*** Records for processing ***
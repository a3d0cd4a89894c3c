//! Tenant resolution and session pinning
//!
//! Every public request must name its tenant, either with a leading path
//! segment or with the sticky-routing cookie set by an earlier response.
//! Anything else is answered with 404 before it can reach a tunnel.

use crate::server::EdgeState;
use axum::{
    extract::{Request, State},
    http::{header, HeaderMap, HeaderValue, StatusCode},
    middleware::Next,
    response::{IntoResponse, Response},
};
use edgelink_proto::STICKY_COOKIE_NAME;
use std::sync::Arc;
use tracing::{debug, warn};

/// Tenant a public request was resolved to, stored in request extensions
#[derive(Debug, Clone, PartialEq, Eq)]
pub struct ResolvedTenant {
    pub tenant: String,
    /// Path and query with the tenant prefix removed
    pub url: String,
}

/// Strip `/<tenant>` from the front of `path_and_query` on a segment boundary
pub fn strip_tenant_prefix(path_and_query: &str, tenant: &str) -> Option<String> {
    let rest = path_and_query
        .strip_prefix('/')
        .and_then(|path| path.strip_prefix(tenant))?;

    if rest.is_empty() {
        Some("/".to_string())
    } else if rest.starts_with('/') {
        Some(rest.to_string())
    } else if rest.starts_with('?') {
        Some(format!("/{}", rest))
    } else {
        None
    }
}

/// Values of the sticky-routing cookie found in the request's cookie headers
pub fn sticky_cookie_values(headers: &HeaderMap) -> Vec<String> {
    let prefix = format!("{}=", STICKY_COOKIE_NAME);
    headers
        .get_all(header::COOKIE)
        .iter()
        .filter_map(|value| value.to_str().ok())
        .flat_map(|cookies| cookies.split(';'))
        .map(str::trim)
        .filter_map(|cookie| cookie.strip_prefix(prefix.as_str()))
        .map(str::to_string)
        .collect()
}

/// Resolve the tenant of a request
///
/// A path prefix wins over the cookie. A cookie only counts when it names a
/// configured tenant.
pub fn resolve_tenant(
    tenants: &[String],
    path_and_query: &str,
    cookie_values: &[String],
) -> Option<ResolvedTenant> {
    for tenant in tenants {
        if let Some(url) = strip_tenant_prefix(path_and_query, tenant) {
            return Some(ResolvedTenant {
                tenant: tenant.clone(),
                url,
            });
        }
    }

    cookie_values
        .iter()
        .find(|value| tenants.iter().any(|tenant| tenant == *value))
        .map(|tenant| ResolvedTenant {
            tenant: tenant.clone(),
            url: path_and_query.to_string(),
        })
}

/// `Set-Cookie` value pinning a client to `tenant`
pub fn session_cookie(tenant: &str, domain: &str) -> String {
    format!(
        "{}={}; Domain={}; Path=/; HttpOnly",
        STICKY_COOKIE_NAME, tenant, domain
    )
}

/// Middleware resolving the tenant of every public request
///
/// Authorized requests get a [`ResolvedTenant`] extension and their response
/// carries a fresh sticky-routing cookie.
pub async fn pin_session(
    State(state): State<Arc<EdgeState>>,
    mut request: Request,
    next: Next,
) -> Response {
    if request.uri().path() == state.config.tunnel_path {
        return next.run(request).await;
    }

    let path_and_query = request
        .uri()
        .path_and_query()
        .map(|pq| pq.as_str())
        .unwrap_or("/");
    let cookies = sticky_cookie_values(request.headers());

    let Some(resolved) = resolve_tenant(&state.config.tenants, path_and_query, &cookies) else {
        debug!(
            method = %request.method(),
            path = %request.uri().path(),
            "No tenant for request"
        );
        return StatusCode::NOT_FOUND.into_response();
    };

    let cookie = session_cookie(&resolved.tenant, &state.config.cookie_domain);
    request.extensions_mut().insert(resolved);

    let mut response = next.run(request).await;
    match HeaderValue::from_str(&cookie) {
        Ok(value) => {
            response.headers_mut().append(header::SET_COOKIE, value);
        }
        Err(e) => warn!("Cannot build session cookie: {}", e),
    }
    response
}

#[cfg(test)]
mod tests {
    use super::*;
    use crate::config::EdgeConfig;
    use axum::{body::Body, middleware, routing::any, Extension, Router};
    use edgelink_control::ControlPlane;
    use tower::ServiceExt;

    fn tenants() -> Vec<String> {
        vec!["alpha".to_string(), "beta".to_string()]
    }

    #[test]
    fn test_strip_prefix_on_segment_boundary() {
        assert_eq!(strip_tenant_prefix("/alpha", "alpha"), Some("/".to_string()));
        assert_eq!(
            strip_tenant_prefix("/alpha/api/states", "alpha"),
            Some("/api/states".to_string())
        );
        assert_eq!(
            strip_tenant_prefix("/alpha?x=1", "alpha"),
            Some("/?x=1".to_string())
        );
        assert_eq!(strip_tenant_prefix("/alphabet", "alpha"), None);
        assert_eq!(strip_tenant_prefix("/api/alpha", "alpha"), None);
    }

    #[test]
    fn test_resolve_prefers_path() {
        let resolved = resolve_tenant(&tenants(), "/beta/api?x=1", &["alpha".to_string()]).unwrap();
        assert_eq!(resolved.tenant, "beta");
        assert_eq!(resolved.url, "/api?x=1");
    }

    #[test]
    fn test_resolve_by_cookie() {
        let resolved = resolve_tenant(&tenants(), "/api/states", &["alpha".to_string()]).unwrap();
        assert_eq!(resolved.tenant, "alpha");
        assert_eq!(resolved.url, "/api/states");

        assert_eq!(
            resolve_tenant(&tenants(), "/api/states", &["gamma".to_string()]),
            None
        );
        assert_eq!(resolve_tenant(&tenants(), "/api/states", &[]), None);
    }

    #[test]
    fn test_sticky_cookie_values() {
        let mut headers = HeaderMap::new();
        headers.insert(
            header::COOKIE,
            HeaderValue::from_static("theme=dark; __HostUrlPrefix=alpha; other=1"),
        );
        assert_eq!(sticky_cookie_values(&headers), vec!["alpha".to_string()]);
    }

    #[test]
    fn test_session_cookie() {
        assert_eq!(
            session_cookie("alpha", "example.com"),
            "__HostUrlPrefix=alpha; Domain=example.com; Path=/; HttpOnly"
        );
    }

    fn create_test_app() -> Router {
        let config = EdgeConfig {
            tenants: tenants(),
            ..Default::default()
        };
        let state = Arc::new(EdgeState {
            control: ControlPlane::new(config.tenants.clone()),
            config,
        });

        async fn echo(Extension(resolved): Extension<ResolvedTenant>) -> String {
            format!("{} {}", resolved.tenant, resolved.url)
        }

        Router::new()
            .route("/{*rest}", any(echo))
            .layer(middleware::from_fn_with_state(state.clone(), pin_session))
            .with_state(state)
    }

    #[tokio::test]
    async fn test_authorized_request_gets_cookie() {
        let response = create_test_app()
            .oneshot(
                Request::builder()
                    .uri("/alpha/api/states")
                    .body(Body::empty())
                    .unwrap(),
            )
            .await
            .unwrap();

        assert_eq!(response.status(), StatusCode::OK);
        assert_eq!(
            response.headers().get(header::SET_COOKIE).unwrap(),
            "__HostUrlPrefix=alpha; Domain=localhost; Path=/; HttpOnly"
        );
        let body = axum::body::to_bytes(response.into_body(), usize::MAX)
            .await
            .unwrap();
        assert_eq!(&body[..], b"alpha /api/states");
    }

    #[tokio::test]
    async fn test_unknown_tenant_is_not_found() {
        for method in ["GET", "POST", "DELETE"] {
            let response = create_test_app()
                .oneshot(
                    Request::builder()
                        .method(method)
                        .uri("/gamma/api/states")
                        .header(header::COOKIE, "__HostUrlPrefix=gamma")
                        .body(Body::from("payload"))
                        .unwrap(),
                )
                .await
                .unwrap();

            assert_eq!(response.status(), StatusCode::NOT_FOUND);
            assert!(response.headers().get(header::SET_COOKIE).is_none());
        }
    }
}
*** End of Records for processing ***
▶ _Problem requirements_
The answer should be the full set of records, reproduced exactly.

▶ _Final answer_
repository a3d0cd4a89894c3c
//! Tenant resolution and session pinning
//!
//! Every public request must name its tenant, either with a leading path
//! segment or with the sticky-routing cookie set by an earlier response.
//! Anything else is answered with 404 before it can reach a tunnel.

use crate::server::EdgeState;
use axum::{
    extract::{Request, State},
    http::{header, HeaderMap, HeaderValue, StatusCode},
    middleware::Next,
    response::{IntoResponse, Response},
};
use edgelink_proto::STICKY_COOKIE_NAME;
use std::sync::Arc;
use tracing::{debug, warn};

/// Tenant a public request was resolved to, stored in request extensions
#[derive(Debug, Clone, PartialEq, Eq)]
pub struct ResolvedTenant {
    pub tenant: String,
    /// Path and query with the tenant prefix removed
    pub url: String,
}

/// Strip `/<tenant>` from the front of `path_and_query` on a segment boundary
pub fn strip_tenant_prefix(path_and_query: &str, tenant: &str) -> Option<String> {
    let rest = path_and_query
        .strip_prefix('/')
        .and_then(|path| path.strip_prefix(tenant))?;

    if rest.is_empty() {
        Some("/".to_string())
    } else if rest.starts_with('/') {
        Some(rest.to_string())
    } else if rest.starts_with('?') {
        Some(format!("/{}", rest))
    } else {
        None
    }
}

/// Values of the sticky-routing cookie found in the request's cookie headers
pub fn sticky_cookie_values(headers: &HeaderMap) -> Vec<String> {
    let prefix = format!("{}=", STICKY_COOKIE_NAME);
    headers
        .get_all(header::COOKIE)
        .iter()
        .filter_map(|value| value.to_str().ok())
        .flat_map(|cookies| cookies.split(';'))
        .map(str::trim)
        .filter_map(|cookie| cookie.strip_prefix(prefix.as_str()))
        .map(str::to_string)
        .collect()
}

/// Resolve the tenant of a request
///
/// A path prefix wins over the cookie. A cookie only counts when it names a
/// configured tenant.
pub fn resolve_tenant(
    tenants: &[String],
    path_and_query: &str,
    cookie_values: &[String],
) -> Option<ResolvedTenant> {
    for tenant in tenants {
        if let Some(url) = strip_tenant_prefix(path_and_query, tenant) {
            return Some(ResolvedTenant {
                tenant: tenant.clone(),
                url,
            });
        }
    }

    cookie_values
        .iter()
        .find(|value| tenants.iter().any(|tenant| tenant == *value))
        .map(|tenant| ResolvedTenant {
            tenant: tenant.clone(),
            url: path_and_query.to_string(),
        })
}

/// `Set-Cookie` value pinning a client to `tenant`
pub fn session_cookie(tenant: &str, domain: &str) -> String {
    format!(
        "{}={}; Domain={}; Path=/; HttpOnly",
        STICKY_COOKIE_NAME, tenant, domain
    )
}

/// Middleware resolving the tenant of every public request
///
/// Authorized requests get a [`ResolvedTenant`] extension and their response
/// carries a fresh sticky-routing cookie.
pub async fn pin_session(
    State(state): State<Arc<EdgeState>>,
    mut request: Request,
    next: Next,
) -> Response {
    if request.uri().path() == state.config.tunnel_path {
        return next.run(request).await;
    }

    let path_and_query = request
        .uri()
        .path_and_query()
        .map(|pq| pq.as_str())
        .unwrap_or("/");
    let cookies = sticky_cookie_values(request.headers());

    let Some(resolved) = resolve_tenant(&state.config.tenants, path_and_query, &cookies) else {
        debug!(
            method = %request.method(),
            path = %request.uri().path(),
            "No tenant for request"
        );
        return StatusCode::NOT_FOUND.into_response();
    };

    let cookie = session_cookie(&resolved.tenant, &state.config.cookie_domain);
    request.extensions_mut().insert(resolved);

    let mut response = next.run(request).await;
    match HeaderValue::from_str(&cookie) {
        Ok(value) => {
            response.headers_mut().append(header::SET_COOKIE, value);
        }
        Err(e) => warn!("Cannot build session cookie: {}", e),
    }
    response
}

#[cfg(test)]
mod tests {
    use super::*;
    use crate::config::EdgeConfig;
    use axum::{body::Body, middleware, routing::any, Extension, Router};
    use edgelink_control::ControlPlane;
    use tower::ServiceExt;

    fn tenants() -> Vec<String> {
        vec!["alpha".to_string(), "beta".to_string()]
    }

    #[test]
    fn test_strip_prefix_on_segment_boundary() {
        assert_eq!(strip_tenant_prefix("/alpha", "alpha"), Some("/".to_string()));
        assert_eq!(
            strip_tenant_prefix("/alpha/api/states", "alpha"),
            Some("/api/states".to_string())
        );
        assert_eq!(
            strip_tenant_prefix("/alpha?x=1", "alpha"),
            Some("/?x=1".to_string())
        );
        assert_eq!(strip_tenant_prefix("/alphabet", "alpha"), None);
        assert_eq!(strip_tenant_prefix("/api/alpha", "alpha"), None);
    }

    #[test]
    fn test_resolve_prefers_path() {
        let resolved = resolve_tenant(&tenants(), "/beta/api?x=1", &["alpha".to_string()]).unwrap();
        assert_eq!(resolved.tenant, "beta");
        assert_eq!(resolved.url, "/api?x=1");
    }

    #[test]
    fn test_resolve_by_cookie() {
        let resolved = resolve_tenant(&tenants(), "/api/states", &["alpha".to_string()]).unwrap();
        assert_eq!(resolved.tenant, "alpha");
        assert_eq!(resolved.url, "/api/states");

        assert_eq!(
            resolve_tenant(&tenants(), "/api/states", &["gamma".to_string()]),
            None
        );
        assert_eq!(resolve_tenant(&tenants(), "/api/states", &[]), None);
    }

    #[test]
    fn test_sticky_cookie_values() {
        let mut headers = HeaderMap::new();
        headers.insert(
            header::COOKIE,
            HeaderValue::from_static("theme=dark; __HostUrlPrefix=alpha; other=1"),
        );
        assert_eq!(sticky_cookie_values(&headers), vec!["alpha".to_string()]);
    }

    #[test]
    fn test_session_cookie() {
        assert_eq!(
            session_cookie("alpha", "example.com"),
            "__HostUrlPrefix=alpha; Domain=example.com; Path=/; HttpOnly"
        );
    }

    fn create_test_app() -> Router {
        let config = EdgeConfig {
            tenants: tenants(),
            ..Default::default()
        };
        let state = Arc::new(EdgeState {
            control: ControlPlane::new(config.tenants.clone()),
            config,
        });

        async fn echo(Extension(resolved): Extension<ResolvedTenant>) -> String {
            format!("{} {}", resolved.tenant, resolved.url)
        }

        Router::new()
            .route("/{*rest}", any(echo))
            .layer(middleware::from_fn_with_state(state.clone(), pin_session))
            .with_state(state)
    }

    #[tokio::test]
    async fn test_authorized_request_gets_cookie() {
        let response = create_test_app()
            .oneshot(
                Request::builder()
                    .uri("/alpha/api/states")
                    .body(Body::empty())
                    .unwrap(),
            )
            .await
            .unwrap();

        assert_eq!(response.status(), StatusCode::OK);
        assert_eq!(
            response.headers().get(header::SET_COOKIE).unwrap(),
            "__HostUrlPrefix=alpha; Domain=localhost; Path=/; HttpOnly"
        );
        let body = axum::body::to_bytes(response.into_body(), usize::MAX)
            .await
            .unwrap();
        assert_eq!(&body[..], b"alpha /api/states");
    }

    #[tokio::test]
    async fn test_unknown_tenant_is_not_found() {
        for method in ["GET", "POST", "DELETE"] {
            let response = create_test_app()
                .oneshot(
                    Request::builder()
                        .method(method)
                        .uri("/gamma/api/states")
                        .header(header::COOKIE, "__HostUrlPrefix=gamma")
                        .body(Body::from("payload"))
                        .unwrap(),
                )
                .await
                .unwrap();

            assert_eq!(response.status(), StatusCode::NOT_FOUND);
            assert!(response.headers().get(header::SET_COOKIE).is_none());
        }
    }
}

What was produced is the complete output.